Fig. 1 : Coupes de la densité de courant (haut) et de la température électronique (bas) ainsi que de la topologie magnétique (points blancs représentant des sections de Poincaré) à deux instants successifs (gauche et droite) dans une simulation JOREK de disruption déclenchée par injection massive d’argon dans JET. A t=5.26 ms, une zone chaotique existe au bord du plasma, caractérisée par une distribution ‘aléatoire’ de points blancs, tandis que plus à l’intérieur se distinguent deux ilots magnétiques puis une série de surfaces magnétiques intactes. A t=6.05 ms, 800 µs plus tard, la zone chaotique s’est étendue à l’ensemble du plasma.
Fig. 2 : Evolution du courant plasma dans l’expérience (bleu) et dans la simulation JOREK (rouge et cyan)
La première conséquence de ce chaos magnétique global est que la chaleur contenue dans le cœur du plasma est transporté vers le bord en moins d’1 ms, ce qui se voit sur les coupes de la température électronique, Te, en bas de la Fig. 1. Mais ce chaos magnétique a aussi des effets sur la distribution de densité de courant électrique, jϕ, dont des coupes sont représentées en haut de la Fig. 1. Ces effets sont liés principalement à la propagation d’ondes d’Alfvén le long des lignes de champ. Ces ondes tendent à répartir la densité de courant de façon homogène dans toute la zone chaotique. Grâce à un théorème de MHD portant sur la conservation de l’hélicité magnétique (intégrale volumique de A.B, où A est le vecteur potentiel et B le champ magnétique), on montre que cet étalement conduit à un accroissement du courant total porté par le plasma.
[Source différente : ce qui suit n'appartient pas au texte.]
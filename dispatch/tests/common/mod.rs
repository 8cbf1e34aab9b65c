//! Shared fixtures for dispatch integration tests.

#![allow(dead_code)]
#![allow(clippy::unwrap_used, clippy::expect_used)]

use ride_dispatch::{DispatchConfig, DispatchEngine, Stores};
use ride_dispatch_core::environment::Clock;
use ride_dispatch_core::geo::GeoPoint;
use ride_dispatch_core::identity::{Actor, UserId};
use ride_dispatch_core::ride::Ride;
use ride_dispatch_core::store::{DriverEligibility, PresenceStore, RideStore};
use ride_dispatch_testing::{
    InMemoryPresenceStore, InMemoryRideStore, ManualClock, StaticEligibility,
};
use std::sync::Arc;

/// An engine over in-memory stores and a manual clock.
pub struct World {
    pub engine: Arc<DispatchEngine>,
    pub clock: Arc<ManualClock>,
    pub rides: Arc<InMemoryRideStore>,
    pub presence: Arc<InMemoryPresenceStore>,
    pub eligibility: Arc<StaticEligibility>,
}

impl World {
    pub fn new() -> Self {
        let rides = Arc::new(InMemoryRideStore::new());
        Self::with_ride_store(Arc::clone(&rides) as Arc<dyn RideStore>, rides)
    }

    /// Run the engine on `store`, which must ultimately write to `rides`.
    pub fn with_ride_store(store: Arc<dyn RideStore>, rides: Arc<InMemoryRideStore>) -> Self {
        let clock = Arc::new(ManualClock::default());
        let presence = Arc::new(InMemoryPresenceStore::new());
        let eligibility = Arc::new(StaticEligibility::allow_all());
        let engine = DispatchEngine::new(
            Stores {
                presence: Arc::clone(&presence) as Arc<dyn PresenceStore>,
                rides: store,
                eligibility: Arc::clone(&eligibility) as Arc<dyn DriverEligibility>,
            },
            Arc::clone(&clock) as Arc<dyn Clock>,
            DispatchConfig::default(),
        );
        Self {
            engine: Arc::new(engine),
            clock,
            rides,
            presence,
            eligibility,
        }
    }

    /// A driver that has just sent a heartbeat from `at`.
    pub async fn live_driver(&self, at: GeoPoint) -> Actor {
        let driver = Actor::driver(UserId::new());
        self.engine
            .report_presence(&driver, at, None)
            .await
            .expect("heartbeat should be recorded");
        driver
    }

    /// Request a ride for a fresh rider and expect an offer.
    pub async fn offer(&self, pickup: GeoPoint) -> (Actor, Ride) {
        let rider = Actor::rider(UserId::new());
        let outcome = self
            .engine
            .request_ride(&rider, pickup, None, None)
            .await
            .expect("assign should not fail");
        let ride = outcome.ride().expect("a driver should be bound").clone();
        (rider, ride)
    }
}

pub fn tel_aviv() -> GeoPoint {
    GeoPoint::new(32.08, 34.78).unwrap()
}
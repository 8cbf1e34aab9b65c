//! Assignment: binding exactly one driver to a ride request.
//!
//! Candidates are tried in order. Each bind is a constraint-checked insert;
//! losing the race for a driver shows up as [`StoreError::OpenRideConflict`]
//! and moves on to the next candidate. Nothing is locked in the application.

use crate::candidates::CandidateSelector;
use crate::metrics;
use chrono::Duration;
use ride_dispatch_core::environment::Clock;
use ride_dispatch_core::error::{DispatchError, Result, StoreError};
use ride_dispatch_core::geo::GeoPoint;
use ride_dispatch_core::identity::{RideId, UserId};
use ride_dispatch_core::ride::Ride;
use ride_dispatch_core::store::RideStore;
use serde::{Deserialize, Serialize};
use std::sync::Arc;
use std::time::Instant;

/// A rider asking for a ride.
#[derive(Clone, Debug, PartialEq, Serialize, Deserialize)]
pub struct RideRequest {
    /// Requesting rider
    pub rider_id: UserId,
    /// Pickup location
    pub pickup: GeoPoint,
    /// Optional drop-off location
    #[serde(default)]
    pub dropoff: Option<GeoPoint>,
    /// Optional free-text drop-off address
    #[serde(default)]
    pub dropoff_address: Option<String>,
}

impl RideRequest {
    /// Request with a pickup only.
    #[must_use]
    pub const fn new(rider_id: UserId, pickup: GeoPoint) -> Self {
        Self {
            rider_id,
            pickup,
            dropoff: None,
            dropoff_address: None,
        }
    }

    /// Add a drop-off point and address.
    #[must_use]
    pub fn with_dropoff(mut self, dropoff: GeoPoint, address: Option<String>) -> Self {
        self.dropoff = Some(dropoff);
        self.dropoff_address = address;
        self
    }
}

/// Business outcome of [`AssignmentCoordinator::assign`].
///
/// Storage faults are never folded into these; they come back as
/// [`DispatchError::Unavailable`].
#[derive(Clone, Debug, PartialEq)]
pub enum AssignOutcome {
    /// An offer was bound to a driver.
    Assigned(Box<Ride>),
    /// No live, free driver was found even after widening.
    NoDriversAvailable,
    /// Every candidate was taken by a concurrent assignment.
    AllCandidatesBusy,
}

impl AssignOutcome {
    /// The bound ride, if any.
    #[must_use]
    pub fn ride(&self) -> Option<&Ride> {
        match self {
            Self::Assigned(ride) => Some(ride.as_ref()),
            Self::NoDriversAvailable | Self::AllCandidatesBusy => None,
        }
    }

    /// Id of the bound ride, if any.
    #[must_use]
    pub fn ride_id(&self) -> Option<RideId> {
        self.ride().map(|r| r.id)
    }

    /// Label used in metrics and API responses.
    #[must_use]
    pub const fn as_str(&self) -> &'static str {
        match self {
            Self::Assigned(_) => "assigned",
            Self::NoDriversAvailable => "no_drivers",
            Self::AllCandidatesBusy => "all_busy",
        }
    }
}

/// Binds ride requests to candidates.
#[derive(Clone)]
pub struct AssignmentCoordinator {
    selector: CandidateSelector,
    rides: Arc<dyn RideStore>,
    clock: Arc<dyn Clock>,
    offer_ttl: Duration,
    max_storage_failures: u32,
}

impl AssignmentCoordinator {
    /// Create a coordinator.
    #[must_use]
    pub fn new(
        selector: CandidateSelector,
        rides: Arc<dyn RideStore>,
        clock: Arc<dyn Clock>,
        offer_ttl: Duration,
        max_storage_failures: u32,
    ) -> Self {
        Self {
            selector,
            rides,
            clock,
            offer_ttl,
            max_storage_failures,
        }
    }

    /// The candidate selector this coordinator draws from.
    #[must_use]
    pub const fn selector(&self) -> &CandidateSelector {
        &self.selector
    }

    /// Find candidates and bind the first one that is still free.
    ///
    /// The requester is always excluded from its own candidate list. A storage
    /// fault on one candidate does not abort the attempt until
    /// `max_storage_failures` faults have been seen.
    ///
    /// # Errors
    ///
    /// - [`DispatchError::InvalidInput`]: pickup or drop-off out of range
    /// - [`DispatchError::Unavailable`]: candidate selection failed, the fault
    ///   budget was spent, or candidates ran out with at least one fault
    pub async fn assign(&self, request: RideRequest) -> Result<AssignOutcome> {
        let started = Instant::now();
        let result = self.try_assign(request).await;

        let label = match &result {
            Ok(outcome) => outcome.as_str(),
            Err(_) => "unavailable",
        };
        metrics::record_assignment(label, started.elapsed().as_secs_f64());
        result
    }

    async fn try_assign(&self, request: RideRequest) -> Result<AssignOutcome> {
        request.pickup.validate()?;
        if let Some(dropoff) = &request.dropoff {
            dropoff.validate()?;
        }

        let candidates = self
            .selector
            .select_candidates(request.pickup, &[request.rider_id])
            .await?;

        if candidates.is_empty() {
            tracing::info!(rider_id = %request.rider_id, "No drivers nearby");
            return Ok(AssignOutcome::NoDriversAvailable);
        }

        let mut faults: u32 = 0;
        let mut last_fault: Option<StoreError> = None;

        for driver_id in &candidates {
            let offer = Ride::offer(
                request.rider_id,
                *driver_id,
                request.pickup,
                request.dropoff,
                request.dropoff_address.clone(),
                self.clock.now(),
                self.offer_ttl,
            );

            match self.rides.insert_offer(offer).await {
                Ok(ride) => {
                    tracing::info!(
                        ride_id = %ride.id,
                        rider_id = %ride.rider_id,
                        driver_id = %ride.driver_id,
                        expires_at = %ride.expires_at,
                        "Offer bound to driver"
                    );
                    return Ok(AssignOutcome::Assigned(Box::new(ride)));
                }
                Err(err) if err.is_conflict() => {
                    tracing::debug!(%driver_id, "Driver taken by concurrent assignment, trying next");
                    metrics::record_bind_conflict();
                }
                Err(err) => {
                    faults += 1;
                    tracing::warn!(
                        %driver_id,
                        error = %err,
                        faults,
                        budget = self.max_storage_failures,
                        "Storage fault while binding offer"
                    );
                    metrics::record_storage_fault("rides.insert_offer");
                    if faults >= self.max_storage_failures {
                        return Err(DispatchError::from(err));
                    }
                    last_fault = Some(err);
                }
            }
        }

        if let Some(err) = last_fault {
            // At least one candidate was never really tried.
            return Err(DispatchError::from(err));
        }

        tracing::info!(
            rider_id = %request.rider_id,
            candidates = candidates.len(),
            "All candidates became busy"
        );
        Ok(AssignOutcome::AllCandidatesBusy)
    }
}
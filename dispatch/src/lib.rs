//! # Ride Dispatch
//!
//! Matches riders to nearby live drivers and drives each ride through its
//! lifecycle:
//!
//! ```text
//! offered → consented → enroute → onTrip → completed
//!    ↓
//! expired
//! ```
//!
//! - [`presence`]: driver heartbeats and liveness
//! - [`candidates`]: tiered bounding-box candidate search
//! - [`assignment`]: binds a request to the first free candidate
//! - [`lifecycle`]: the transition reducer
//! - [`expiry`]: lazy expiry plus the background sweeper
//! - [`engine`]: the facade the HTTP layer and tests drive
//! - [`server`] and [`api`]: the axum surface
//!
//! The one invariant that matters, at most one open ride per driver, is
//! owned by the [`RideStore`](ride_dispatch_core::store::RideStore). The
//! engine never assumes a read-then-write is safe.

#![forbid(unsafe_code)]

pub mod api;
pub mod assignment;
pub mod candidates;
pub mod config;
pub mod diagnostics;
pub mod engine;
pub mod expiry;
pub mod lifecycle;
pub mod metrics;
pub mod presence;
pub mod server;

pub use assignment::{AssignOutcome, RideRequest};
pub use candidates::SearchTier;
pub use config::{Config, DispatchConfig};
pub use engine::{DispatchEngine, Stores};
pub use expiry::ExpirySweeper;
pub use server::{AppState, build_router};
C’est en effet ce qui se produit dans la simulation, et cet accroissement correspond à celui observé expérimentalement, comme on peut le voir sur la Fig. 2. Jusqu’à récemment, les simulations MHD n’arrivaient pas à reproduire ce trait caractéristique des disruptions à cause de limitations en résolution et en stabilité numérique. La simulation JOREK présentée dans [1] est donc une première et constitue un progrès important dans la validation des simulations et dans notre compréhension de la physique des disruptions.
[1] E. Nardon, K. Särkimäki, F.J. Artola, S. Sadouni, the JOREK team and JET Contributors, On the origin of the plasma current spike during a tokamak disruption and its relation with magnetic stochasticity, Nuclear Fusion 63 (2023) 056011
Maj : 26/05/2023 (898)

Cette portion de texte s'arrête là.